Why are EDI transactions always so difficult???

  • Why is it that we always have to put quotes around the words "healthcare EDI standards"?

  • Why is it that we have to conform with absolute precision to a each of a variety of specs for outgoing transactions (270, 837, etc.), but payers can send us whatever crap they want (particularly in 835 remittance files), and we have to adjust our systems to interpret them?

  • Why is it that we can't send test claim files to payers to ensure that we're meeting their wacky specs? Why do we have to wait until one of our customer actually sends a claim to the payer before we can know with any certainty that our claim generation system works?

  • Why can't Medicare and Medicaid intermediaries be forced to comply with HIPAA transaction standards?

  • Why can't state payers (primarily Medicare, Medicaid, and the Blues) conform to their own standards?
If it sounds like I'm a bit miffed...well, I am. Partially because it takes so much of our time to keep up with shifting requirements, but mostly because I'm convinced that it's on purpose!

I just finished watching a DVD that was produced by Healthcare IT Transition Group, whose stated mission is (in part) "to reduce the cost and improve the quality of healthcare through the development and implementation of robust IT standards." A worthy cause, by any standards...unless you're a healthcare insurance vendor. The video is called "Defeating the Denial Engine", and it describes new tools that enterprising vendors have created and are selling to payers to help them reject more claims and, consequently, pay out less money.

Here's the idea: This new class of software allows a payer to dial up the percentage of claims that are denied, using a huge array of rules that can, to varying degrees, be reasonably justified as valid rejection reasons.
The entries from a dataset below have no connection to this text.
use crate::bfx;
use crate::channel::{ChannelId, Level, PortId, PortLevel};
use crate::config::{DioConfig, GroupWritePolicy};
use crate::error::{Error, Result};
use crate::group::ChannelGroup;
use crate::register::{PortRegisters, RegisterTable};
use log::{debug, trace, warn};

/// Version of this driver.
#[derive(Debug, Clone, Copy, PartialEq, Eq)]
pub struct VersionInfo {
    pub major: u16,
    pub minor: u16,
    pub patch: u16,
}

impl VersionInfo {
    /// Returns the driver version (the crate version).
    pub fn current() -> Self {
        VersionInfo {
            major: env!("CARGO_PKG_VERSION_MAJOR").parse().unwrap_or(0),
            minor: env!("CARGO_PKG_VERSION_MINOR").parse().unwrap_or(0),
            patch: env!("CARGO_PKG_VERSION_PATCH").parse().unwrap_or(0),
        }
    }
}

/// Digital I/O driver over a table of pre-configured port register blocks.
///
/// Every operation is a synchronous transaction on the registers: nothing is
/// cached, buffered or batched. Pin direction and port setup are expected to
/// have been done by the port driver beforehand.
///
/// **Note:** read-modify-write operations (`write_channel`, `flip_channel`,
/// `masked_write_port`, `write_channel_group`) are not atomic. Callers sharing
/// a port between execution contexts must serialise access themselves.
#[derive(Debug)]
pub struct Dio<T: RegisterTable> {
    table: T,
    config: DioConfig,
}

impl<T: RegisterTable> Dio<T> {
    // --- Constructors and Info ---

    /// Creates a driver with the default configuration.
    pub fn new(table: T) -> Self {
        Self::with_config(table, DioConfig::default())
    }

    pub fn with_config(table: T, config: DioConfig) -> Self {
        debug!(
            "DIO driver over {} ports, group write policy {:?}",
            table.port_count(),
            config.group_write
        );
        Dio { table, config }
    }

    pub fn config(&self) -> DioConfig {
        self.config
    }

    pub fn table(&self) -> &T {
        &self.table
    }

    /// Releases the register table.
    pub fn into_inner(self) -> T {
        self.table
    }

    // --- Register Access ---
    #[inline]
    fn port_regs(&self, port: PortId) -> Result<&T::Port> {
        self.table.port(port).ok_or_else(|| {
            warn!(
                "Port {} not in register table ({} ports)",
                port,
                self.table.port_count()
            );
            Error::PortOutOfRange {
                port: port.0,
                count: self.table.port_count(),
            }
        })
    }

    // --- Single Channel ---
    /// Reads the level of a channel from its port's input register.
    pub fn read_channel(&self, channel: ChannelId) -> Result<Level> {
        let regs = self.port_regs(channel.port())?;
        let value = regs.read_input();
        trace!(
            "Read IDR {}: pin {}, value=0x{:04X}",
            channel.port(),
            channel.pin(),
            value
        );
        Ok(Level::from(bfx::get_bit(value, channel.pin())))
    }

    /// Drives a channel to `level`, leaving the other pins of the port unchanged.
    pub fn write_channel(&self, channel: ChannelId, level: Level) -> Result<()> {
        let regs = self.port_regs(channel.port())?;
        let value = regs.modify_output(|mut odr| {
            bfx::put_bit(&mut odr, channel.pin(), level.is_high());
            odr
        });
        trace!(
            "Write ODR {}: pin {} {:?}, value=0x{:04X}",
            channel.port(),
            channel.pin(),
            level,
            value
        );
        Ok(())
    }

    /// Toggles a channel's output bit, then returns the level read back from
    /// the input register.
    ///
    /// The read happens after the toggle: on real hardware the result is the
    /// sensed pin state, which may lag the commanded one.
    pub fn flip_channel(&self, channel: ChannelId) -> Result<Level> {
        let regs = self.port_regs(channel.port())?;
        let odr = regs.modify_output(|mut odr| {
            bfx::toggle_bit_mask(&mut odr, channel.mask());
            odr
        });
        let idr = regs.read_input();
        trace!(
            "Flip {}: pin {}, ODR=0x{:04X}, IDR=0x{:04X}",
            channel.port(),
            channel.pin(),
            odr,
            idr
        );
        Ok(Level::from(bfx::get_bit(idr, channel.pin())))
    }

    // --- Port ---
    /// Reads the input register of a port, all bits.
    pub fn read_port(&self, port: PortId) -> Result<PortLevel> {
        let value = self.port_regs(port)?.read_input();
        trace!("Read IDR {}: value=0x{:04X}", port, value);
        Ok(value)
    }

    /// Overwrites the whole output register of a port.
    pub fn write_port(&self, port: PortId, level: PortLevel) -> Result<()> {
        let regs = self.port_regs(port)?;
        trace!("Write ODR {}: value=0x{:04X}", port, level);
        regs.write_output(level);
        Ok(())
    }

    /// Writes the bits of `level` selected by `mask` to a port's output
    /// register; unselected bits keep their value.
    pub fn masked_write_port(&self, port: PortId, level: PortLevel, mask: PortLevel) -> Result<()> {
        let regs = self.port_regs(port)?;
        let value = regs.modify_output(|mut odr| {
            bfx::put_bits_mask(&mut odr, level, mask);
            odr
        });
        trace!(
            "Masked write ODR {}: level=0x{:04X}, mask=0x{:04X}, value=0x{:04X}",
            port,
            level,
            mask,
            value
        );
        Ok(())
    }

    // --- Channel Group ---
    /// Reads a channel group, right-justified: `(IDR & mask) >> offset`.
    pub fn read_channel_group(&self, group: &ChannelGroup) -> Result<PortLevel> {
        let mut value = self.port_regs(group.port())?.read_input();
        bfx::clr_bit_mask(&mut value, !group.mask());
        let value = bfx::shift_right(value, group.offset());
        trace!(
            "Read group {}: mask=0x{:04X}, offset={}, value=0x{:04X}",
            group.port(),
            group.mask(),
            group.offset(),
            value
        );
        Ok(value)
    }

    /// Writes a group-relative `level` into a channel group: the group's bits
    /// are cleared, then `level << offset` is OR-ed in.
    ///
    /// With the default `GroupWritePolicy::Unmasked`, bits of `level` wider
    /// than the group are written outside it. See `DioConfig` for the
    /// clamping and rejecting alternatives.
    pub fn write_channel_group(&self, group: &ChannelGroup, level: PortLevel) -> Result<()> {
        let regs = self.port_regs(group.port())?;
        let overflow = group.overflow(level);
        let mut shifted = bfx::shift_left(level, group.offset());
        if overflow != 0 {
            match self.config.group_write {
                GroupWritePolicy::Unmasked => {}
                GroupWritePolicy::Masked => {
                    warn!(
                        "Level 0x{:04X} clamped to group {} mask 0x{:04X} (dropped 0x{:04X})",
                        level,
                        group.port(),
                        group.mask(),
                        overflow
                    );
                    shifted &= group.mask();
                }
                GroupWritePolicy::Reject => {
                    warn!(
                        "Level 0x{:04X} does not fit group {} mask 0x{:04X}",
                        level,
                        group.port(),
                        group.mask()
                    );
                    return Err(Error::LevelExceedsGroup {
                        level,
                        mask: group.mask(),
                        offset: group.offset(),
                    });
                }
            }
        }
        let value = regs.modify_output(|mut odr| {
            bfx::clr_bit_mask(&mut odr, group.mask());
            bfx::set_bit_mask(&mut odr, shifted);
            odr
        });
        trace!(
            "Write group {}: mask=0x{:04X}, offset={}, level=0x{:04X}, value=0x{:04X}",
            group.port(),
            group.mask(),
            group.offset(),
            level,
            value
        );
        Ok(())
    }
}

#[cfg(test)]
mod tests {
    use super::*;
    use crate::sim::{loopback_table, SimulatedPort};

    fn ch(raw: u8) -> ChannelId {
        ChannelId::from_raw(raw)
    }

    #[test]
    fn test_write_channel_touches_only_target_pin() {
        let dio = Dio::new([SimulatedPort::new().with_output(0xFFFF)]);
        dio.write_channel(ch(0x03), Level::Low).unwrap();
        assert_eq!(dio.table()[0].read_output(), 0xFFF7);
        dio.write_channel(ch(0x03), Level::High).unwrap();
        assert_eq!(dio.table()[0].read_output(), 0xFFFF);
    }

    #[test]
    fn test_flip_reads_input_after_toggle() {
        // Input tied to output: the read-back reflects the toggle
        let dio = Dio::new(loopback_table::<1>());
        assert_eq!(dio.flip_channel(ch(0x05)).unwrap(), Level::High);
        assert_eq!(dio.table()[0].read_output(), 0x0020);
        assert_eq!(dio.flip_channel(ch(0x05)).unwrap(), Level::Low);
        assert_eq!(dio.table()[0].read_output(), 0);

        // Input held low externally: output toggles, read-back stays low
        let dio = Dio::new([SimulatedPort::new()]);
        assert_eq!(dio.flip_channel(ch(0x05)).unwrap(), Level::Low);
        assert_eq!(dio.table()[0].read_output(), 0x0020);
    }

    #[test]
    fn test_group_write_policies() {
        let group = ChannelGroup::new(PortId::A, 0x00FF, 2);

        let dio = Dio::new([SimulatedPort::new()]);
        dio.write_channel_group(&group, 0x55).unwrap();
        assert_eq!(dio.table()[0].read_output(), 0x0154);

        let dio = Dio::with_config([SimulatedPort::new()], DioConfig::clamped());
        dio.write_channel_group(&group, 0x55).unwrap();
        assert_eq!(dio.table()[0].read_output(), 0x0054);

        let dio = Dio::with_config([SimulatedPort::new().with_output(0xA000)], DioConfig::strict());
        assert_eq!(
            dio.write_channel_group(&group, 0x55),
            Err(Error::LevelExceedsGroup {
                level: 0x55,
                mask: 0x00FF,
                offset: 2
            })
        );
        assert_eq!(dio.table()[0].read_output(), 0xA000);
    }

    #[test]
    fn test_unknown_port_is_an_error() {
        let dio = Dio::new(loopback_table::<2>());
        let err = Error::PortOutOfRange { port: 2, count: 2 };
        assert_eq!(dio.read_channel(ch(0x20)), Err(err.clone()));
        assert_eq!(dio.write_port(PortId::C, 0), Err(err));
    }

    #[test]
    fn test_version_info_matches_crate() {
        let v = VersionInfo::current();
        assert_eq!(
            format!("{}.{}.{}", v.major, v.minor, v.patch),
            env!("CARGO_PKG_VERSION")
        );
    }
}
If the payer sets the dial too high, resulting in a flood of complaints from providers, then they can dial it down a bit until the protests become manageable.

That's a complicated way of saying, "Insurance companies will make it as difficult as possible for a caregiver to get paid...without dramatically reducing the number of providers that are willing to contract with them."
For those of us whose mission it is to help our customers get paid by insurance companies, it means that we need to redouble our efforts to understand exactly what it takes to successfully submit a claim to every payer in the nation, and abstract as much of that away from our customers as possible.

I foresee a world where all a biller has to do is ensure that patient encounters are coded correctly (according to the common best practices of the specialty for which he is billing), and the billing software (presumably AdvancedMD for smart billers) will address all of the carrier-specific idiosyncrasies automatically, behind the scenes.

AdvancedMD certainly goes a long way towards that utopian vision--perhaps further than any of our competitors, if you believe what our customers say--but we still have a long way to go. We are actually doing some pretty exciting work right now to take us even further down the road, which I'll write about as we get closer to release.

*The association of the word "freak show" with healthcare EDI was originally made by Steve Lewis, our own EDI guru, also known as "Morpheus".